How do I care for my cast iron cooking grates/griddle?
     To maintain the wonderful searing/grilling performance of your cast iron grates or griddle, as well as their longevity, some special care is required. As with any cast iron cooking tool, proper seasoning is most important.

First time use: Before using a cast iron grate or griddle, wash it thoroughly with a mild dishwashing liquid to remove the protective wax coating applied for shipping. Rinse with hot water and dry completely with a soft cloth or paper towel. NEVER ALLOW TO DRAIN DRY, OR WASH IN A DISHWASHER. Now season the grates/griddle to prevent rust and sticking.

Seasoning: A solid vegetable shortening is recommended for the initial seasoning. Spread a thin coating of solid vegetable shortening over the entire surface, including all corners, with a paper towel. Do not use salted fats such as butter or margarine. Proceed as follows:

Gas grills: Preheat grill for 15 minutes; place grates/griddle in grill. Turn burners to Medium-Off-Medium with lid closed. Allow grill to heat grates/griddle for 1 to 1½ hours. Turn all burners to OFF, and leave cooking grates/griddle in grill until they are cool.
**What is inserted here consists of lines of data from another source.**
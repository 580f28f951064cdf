//! Typed indices for slicing batched decoder state.
//!
//! An [`Index`] selects positions along a single axis of a tensor. It is one of
//! - a literal position, which also drops the indexed axis,
//! - a strided [`Range`], which keeps the axis,
//! - an index tensor holding arbitrary positions (gather-style selection).
//!
//! Ranges are half-open when constructed but store their end inclusively, so
//! `Range::new(2, 7)` reports `end() == 6`. The [`END`] sentinel stands for "up to
//! and including the final element" and is stored as is. [`SPAN`] is the range
//! covering a whole axis.
//!
//! ```
//! use candle_asr::index::{Range, END, SPAN};
//!
//! assert_eq!(Range::until(5), Range::new(0, 5));
//! assert_eq!(Range::new(0, END), SPAN);
//! let r = Range::with_stride(2, 7, 2);
//! assert_eq!((r.start(), r.end(), r.stride()), (2, 6, 2));
//! ```
use candle::{DType, Result, Tensor};

/// Sentinel end bound meaning "through the final element of the axis".
pub const END: i64 = i64::MAX;

/// The range that selects every element of an axis.
pub const SPAN: Range = Range {
    start: 0,
    end: END,
    stride: 1,
};

/// A strided range of positions along one axis.
///
/// A negative start counts from the end of the axis, `-1` being the last element.
#[derive(Debug, Clone, Copy, PartialEq, Eq, Hash)]
pub struct Range {
    start: i64,
    end: i64,
    stride: i64,
}

impl Range {
    /// `[0, end)`
    pub fn until(end: i64) -> Self {
        Self::new(0, end)
    }

    /// `[start, end)` with unit stride.
    pub fn new(start: i64, end: i64) -> Self {
        Self::with_stride(start, end, 1)
    }

    /// `[start, end)` taking every `stride`-th element.
    pub fn with_stride(start: i64, end: i64, stride: i64) -> Self {
        let end = if end == END { END } else { end.saturating_sub(1) };
        Self { start, end, stride }
    }

    pub fn start(&self) -> i64 {
        self.start
    }

    /// Inclusive end, or [`END`].
    pub fn end(&self) -> i64 {
        self.end
    }

    pub fn stride(&self) -> i64 {
        self.stride
    }

    pub fn is_span(&self) -> bool {
        *self == SPAN
    }

    /// Resolves the range against an axis of `size` elements.
    pub fn positions(&self, size: usize) -> Result<Vec<usize>> {
        if self.stride <= 0 {
            candle::bail!("range stride must be positive, got {}", self.stride)
        }
        let end = if self.end == END {
            size as i64 - 1
        } else {
            self.end
        };
        if end >= size as i64 {
            candle::bail!("range end {end} out of bounds for axis of size {size}")
        }
        if end < 0 {
            return Ok(vec![]);
        }
        let start = resolve(self.start, size)?;
        Ok((start as i64..=end)
            .step_by(self.stride as usize)
            .map(|p| p as usize)
            .collect())
    }
}

fn resolve(pos: i64, size: usize) -> Result<usize> {
    let resolved = if pos < 0 { size as i64 + pos } else { pos };
    if resolved < 0 || resolved >= size as i64 {
        candle::bail!("index {pos} out of bounds for axis of size {size}")
    }
    Ok(resolved as usize)
}

#[derive(Debug, Clone, Copy, PartialEq, Eq)]
pub enum IndexType {
    Literal,
    Range,
    Tensor,
}

/// A selection along one tensor axis.
#[derive(Debug, Clone)]
pub enum Index {
    Literal(i64),
    Range(Range),
    Tensor(Tensor),
}

impl Index {
    pub fn index_type(&self) -> IndexType {
        match self {
            Self::Literal(_) => IndexType::Literal,
            Self::Range(_) => IndexType::Range,
            Self::Tensor(_) => IndexType::Tensor,
        }
    }

    pub fn is_span(&self) -> bool {
        matches!(self, Self::Range(r) if r.is_span())
    }

    /// Applies the index to axis `dim` of `xs`.
    pub fn apply(&self, xs: &Tensor, dim: usize) -> Result<Tensor> {
        let size = xs.dim(dim)?;
        match self {
            Self::Literal(pos) => {
                let pos = resolve(*pos, size)?;
                xs.narrow(dim, pos, 1)?.squeeze(dim)
            }
            Self::Range(r) if r.is_span() => Ok(xs.clone()),
            Self::Range(r) => {
                let positions = r.positions(size)?;
                if r.stride() == 1 {
                    let start = positions.first().copied().unwrap_or(0);
                    xs.narrow(dim, start, positions.len())
                } else {
                    let ids: Vec<u32> = positions.iter().map(|&p| p as u32).collect();
                    let ids = Tensor::new(ids.as_slice(), xs.device())?;
                    xs.index_select(&ids, dim)
                }
            }
            Self::Tensor(ids) => {
                let ids = match ids.dtype() {
                    DType::U8 | DType::U32 | DType::I64 => ids.flatten_all()?,
                    _ => ids.flatten_all()?.to_dtype(DType::U32)?,
                };
                xs.index_select(&ids, dim)
            }
        }
    }
}

/// Applies one index per leading axis of `xs`, like `xs(i0, i1, ...)`.
pub fn select(xs: &Tensor, indices: &[Index]) -> Result<Tensor> {
    if indices.len() > xs.rank() {
        candle::bail!(
            "{} indices given for a tensor of rank {}",
            indices.len(),
            xs.rank()
        )
    }
    // Last axis first so that literals dropping an axis do not shift the others.
    let mut xs = xs.clone();
    for (dim, index) in indices.iter().enumerate().rev() {
        xs = index.apply(&xs, dim)?;
    }
    Ok(xs)
}

impl PartialEq for Index {
    /// Literals and ranges compare structurally, index tensors by identity.
    fn eq(&self, other: &Self) -> bool {
        match (self, other) {
            (Self::Literal(a), Self::Literal(b)) => a == b,
            (Self::Range(a), Self::Range(b)) => a == b,
            (Self::Tensor(a), Self::Tensor(b)) => a.id() == b.id(),
            _ => false,
        }
    }
}

impl From<i32> for Index {
    fn from(pos: i32) -> Self {
        Self::Literal(pos as i64)
    }
}

impl From<i64> for Index {
    fn from(pos: i64) -> Self {
        Self::Literal(pos)
    }
}

impl From<usize> for Index {
    fn from(pos: usize) -> Self {
        Self::Literal(pos as i64)
    }
}

impl From<Range> for Index {
    fn from(range: Range) -> Self {
        Self::Range(range)
    }
}

impl From<Tensor> for Index {
    fn from(ids: Tensor) -> Self {
        Self::Tensor(ids)
    }
}

impl From<&Tensor> for Index {
    fn from(ids: &Tensor) -> Self {
        Self::Tensor(ids.clone())
    }
}
use candle::utils::{cuda_is_available, metal_is_available};
use candle::{Device, Result};

/// Picks the first available accelerator unless `cpu` is set.
pub fn device(cpu: bool) -> Result<Device> {
    if cpu {
        Ok(Device::Cpu)
    } else if cuda_is_available() {
        Ok(Device::new_cuda(0)?)
    } else if metal_is_available() {
        Ok(Device::new_metal(0)?)
    } else {
        #[cfg(all(target_os = "macos", target_arch = "aarch64"))]
        {
            println!(
                "Running on CPU, to run on GPU(metal), build this example with `--features metal`"
            );
        }
        #[cfg(not(all(target_os = "macos", target_arch = "aarch64")))]
        {
            println!("Running on CPU, to run on GPU, build this example with `--features cuda`");
        }
        Ok(Device::Cpu)
    }
}

/// Reads a token dictionary with one entry per line, the first
/// whitespace-separated field of each line being the token.
pub fn load_dictionary<P: AsRef<std::path::Path>>(path: P) -> anyhow::Result<Vec<String>> {
    let content = std::fs::read_to_string(path)?;
    Ok(content
        .lines()
        .filter_map(|line| line.split_whitespace().next())
        .map(str::to_string)
        .collect())
}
Charcoal: Arrange prepared coals for Indirect Method. Place cooking grate/griddle in grill; place lid on grill. Allow grill to heat grate for 1 to 1½ hours. Close vents to extinguish coals, leaving grate/griddle in grill until it is cool.

Your cast iron cooking grates/griddle are now ready to use. To prevent rusting, they should be re-seasoned frequently, particularly when new. If rust occurs, clean with a steel brush. Reapply vegetable shortening and heat as indicated above.

Maintenance (every time you grill): Dont do a burn-off after you grill, but rather leave the cooking residues on the grates/griddle to keep a protective coating on the iron. Then do a burn-off just before you grill. Brush off charred residues with a steel brush rather than a brass brush.

Notes: The more you use your cast iron grates/griddle, the easier the maintenance will be. If you store your grates/griddle for extended periods of time, grease very lightly with vegetable shortening, then wipe dry with a paper towel. Store in a dry place. If rust appears, it is an indication that the grates/griddle have not been seasoned properly or enough. Or, if the burn-off method has been used after grilling, the seasoning has also been burned off. You must begin the seasoning process again, after brushing all rust away with a steel wire brush.